Of all the chapters, people, and accounts the chapter that stands out to me and capsulates the book is chapter eight: But Are They Crazy? In this chapter Luhrmann unpacks the parallels of an American Evangelical belief in the the supernatural: speaking to and hearing from God, the presence of spiritual beings, and the awareness and conflict with spiritual warfare. The author first looks at these beliefs from a secular perspective of a clinical diagnosis of psychosis. Although there are parallels and rational conclusions, Luhrmann informs and disarms the reader from the perspective of faith, theology, and historical data such as famous individuals like George Fox hearing an audible voice of God. This chapter is a great sampling of how the author unpacks the belief system of the American Evangelical and how a suspecting public views and categorizes American Evangelicalism. (She also quotes Dallas Willard on hearing the voice of God. Willard is one of my favorite theologians.)
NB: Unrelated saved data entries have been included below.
//! Cache backend trait and in-memory implementation.

use std::collections::HashMap;
use std::sync::atomic::{AtomicU64, Ordering};
use std::sync::RwLock;

use chrono::Utc;
use tenantry_core::{CacheError, CacheTtl, Timestamp};

use super::key::DomainCacheKey;

/// Cache backend for pluggable cache implementations.
///
/// Abstracts over local-process or shared caches (e.g. in-memory, Redis).
/// Implementations provide atomic per-key get/put/forget and must be safe
/// for concurrent use. Values are opaque serialized snapshots.
pub trait CacheBackend: Send + Sync {
    /// Get the cached value for a key, or `None` if absent or expired.
    fn get(&self, key: &DomainCacheKey) -> Result<Option<Vec<u8>>, CacheError>;

    /// Store a value under a key with the given TTL, replacing any
    /// previous value.
    fn put(&self, key: &DomainCacheKey, value: &[u8], ttl: CacheTtl) -> Result<(), CacheError>;

    /// Delete the entry for a key. Deleting an absent key succeeds.
    fn forget(&self, key: &DomainCacheKey) -> Result<(), CacheError>;
}

/// Statistics about cache usage.
#[derive(Debug, Clone, Default, PartialEq, Eq)]
pub struct CacheStats {
    /// Number of cache hits.
    pub hits: u64,
    /// Number of cache misses.
    pub misses: u64,
    /// Number of entries currently in cache.
    pub entry_count: u64,
}

impl CacheStats {
    /// Calculate the hit rate (0.0 to 1.0).
    pub fn hit_rate(&self) -> f64 {
        let total = self.hits + self.misses;
        if total == 0 {
            0.0
        } else {
            self.hits as f64 / total as f64
        }
    }
}

#[derive(Debug, Clone)]
struct CacheEntry {
    value: Vec<u8>,
    /// `None` means cache-forever.
    expires_at: Option<Timestamp>,
}

impl CacheEntry {
    fn is_expired(&self, now: Timestamp) -> bool {
        matches!(self.expires_at, Some(at) if at <= now)
    }
}

/// In-memory cache backend with lazy expiry.
///
/// Expired entries are dropped on the next `get` that touches them; there
/// is no sweeper task. TTL expiry is a resource policy only - correctness
/// comes from explicit `forget` calls on entity mutation.
#[derive(Debug, Default)]
pub struct InMemoryCacheBackend {
    entries: RwLock<HashMap<String, CacheEntry>>,
    hits: AtomicU64,
    misses: AtomicU64,
}

impl InMemoryCacheBackend {
    /// Create a new empty backend.
    pub fn new() -> Self {
        Self::default()
    }

    /// Number of live entries (expired entries may still be counted until
    /// they are touched).
    pub fn len(&self) -> usize {
        self.entries.read().map(|e| e.len()).unwrap_or(0)
    }

    /// Whether the backend holds no entries.
    pub fn is_empty(&self) -> bool {
        self.len() == 0
    }

    /// Whether a non-expired entry exists for the key, without touching
    /// the hit/miss counters.
    pub fn contains(&self, key: &DomainCacheKey) -> bool {
        self.entries
            .read()
            .map(|entries| {
                entries
                    .get(key.as_str())
                    .map(|entry| !entry.is_expired(Utc::now()))
                    .unwrap_or(false)
            })
            .unwrap_or(false)
    }

    /// Get cache statistics.
    pub fn stats(&self) -> CacheStats {
        CacheStats {
            hits: self.hits.load(Ordering::SeqCst),
            misses: self.misses.load(Ordering::SeqCst),
            entry_count: self.len() as u64,
        }
    }
}

impl CacheBackend for InMemoryCacheBackend {
    fn get(&self, key: &DomainCacheKey) -> Result<Option<Vec<u8>>, CacheError> {
        let mut entries = self.entries.write().map_err(|_| CacheError::Unavailable {
            reason: "cache lock poisoned".to_string(),
        })?;

        let now = Utc::now();
        match entries.get(key.as_str()) {
            Some(entry) if entry.is_expired(now) => {
                entries.remove(key.as_str());
                self.misses.fetch_add(1, Ordering::SeqCst);
                Ok(None)
            }
            Some(entry) => {
                self.hits.fetch_add(1, Ordering::SeqCst);
                Ok(Some(entry.value.clone()))
            }
            None => {
                self.misses.fetch_add(1, Ordering::SeqCst);
                Ok(None)
            }
        }
    }

    fn put(&self, key: &DomainCacheKey, value: &[u8], ttl: CacheTtl) -> Result<(), CacheError> {
        let mut entries = self.entries.write().map_err(|_| CacheError::Unavailable {
            reason: "cache lock poisoned".to_string(),
        })?;
        entries.insert(
            key.as_str().to_string(),
            CacheEntry {
                value: value.to_vec(),
                expires_at: ttl.expires_at(Utc::now()),
            },
        );
        Ok(())
    }

    fn forget(&self, key: &DomainCacheKey) -> Result<(), CacheError> {
        let mut entries = self.entries.write().map_err(|_| CacheError::Unavailable {
            reason: "cache lock poisoned".to_string(),
        })?;
        entries.remove(key.as_str());
        Ok(())
    }
}
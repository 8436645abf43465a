//! Error types for tenantry operations

use crate::entities::{DomainId, TenantId};
use thiserror::Error;

/// Store adapter errors.
#[derive(Debug, Clone, Error, PartialEq, Eq)]
pub enum StoreError {
    #[error("No tenant found for domain {domain}")]
    NotFound { domain: String },

    #[error("Domain already registered: {domain}")]
    AlreadyExists { domain: String },

    #[error("Unknown tenant: {id}")]
    UnknownTenant { id: TenantId },

    #[error("Unknown domain record: {id}")]
    UnknownDomain { id: DomainId },

    #[error("Store unavailable: {reason}")]
    Unavailable { reason: String },

    #[error("Store lock poisoned")]
    LockPoisoned,
}

/// Cache backend errors.
///
/// Soft on the resolve path (the resolver falls back to the store), hard
/// on the invalidation path (surfaced to the mutation caller).
#[derive(Debug, Clone, Error, PartialEq, Eq)]
pub enum CacheError {
    #[error("Cache backend unavailable: {reason}")]
    Unavailable { reason: String },

    #[error("Snapshot serialization failed: {reason}")]
    Serialization { reason: String },
}

/// Resolution failures reported to callers of `resolve`.
///
/// Carries no cache-internal detail: a miss-then-not-found and a
/// never-cached not-found are indistinguishable to the caller.
#[derive(Debug, Clone, Error, PartialEq, Eq)]
pub enum ResolveError {
    #[error("Tenant could not be identified on domain {domain}")]
    NotIdentified { domain: String },

    #[error("Store error: {0}")]
    Store(StoreError),
}

impl ResolveError {
    /// Whether this failure means no domain record matched.
    pub fn is_not_found(&self) -> bool {
        matches!(self, Self::NotIdentified { .. })
    }
}

impl From<StoreError> for ResolveError {
    fn from(err: StoreError) -> Self {
        match err {
            StoreError::NotFound { domain } => Self::NotIdentified { domain },
            other => Self::Store(other),
        }
    }
}

/// Master error type for all tenantry errors.
#[derive(Debug, Clone, Error, PartialEq, Eq)]
pub enum TenantryError {
    #[error("Store error: {0}")]
    Store(#[from] StoreError),

    #[error("Cache error: {0}")]
    Cache(#[from] CacheError),

    #[error("Resolve error: {0}")]
    Resolve(#[from] ResolveError),
}

/// Result type alias for tenantry operations.
pub type TenantryResult<T> = Result<T, TenantryError>;

// =============================================================================
// TESTS
// =============================================================================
But are “WE” crazy? This is a question that we have been exploring and processing these last few weeks. Are we crazy in that “what” we believe and in whom we place our trust is extremely counter to the cultural norms of our world today? Are we crazy in “how” we exhibit our faith in God through Jesus Christ, from the giving of our time, talents, gifts, and lives? Are we crazy to change a world that is so seemingly resistant to change and to the salvation that we offer? Are we crazy to think that in all of our serving, giving, and Going that we can actually make a difference today that is sustainable tomorrow? The answer is similar to how Luhrmann responds to the question concerning people who believe that God speaks, are they crazy or psychotic? “The short answer is no. The longer answer is perhaps yes, for some people, at some times. The relationship between spirituality and mental illness (crazy) is not straight forward.” (Luhrmann, 227)
For me, I do not think that we, fully devoted followers of Jesus, are crazy. However, I do think that we live in a world filled with people that are convinced we are crazy. But as Solomon states in Ecclesiastes, there is nothing new under the sun. The Gospels record how the religious leaders and the government officials pronounced Jesus as crazy. The book of Acts records how when an unsuspecting world came into contact with the manifest presence of God in the form of the Holy Spirit, they pronounced those in the upper room as crazy. Even the person that would write most of the New Testament under the inspiration of the Holy Spirit, Paul, believed Christians in the first century were crazy. My point is that the thought of an informed and inexperienced public has and will always view the way of the cross as crazy, until they experience the person of Jesus. Then we are no longer crazy, but we have the answer. But until then, we are crazy. The longer I read and process, the more comfortable I becoming with the title.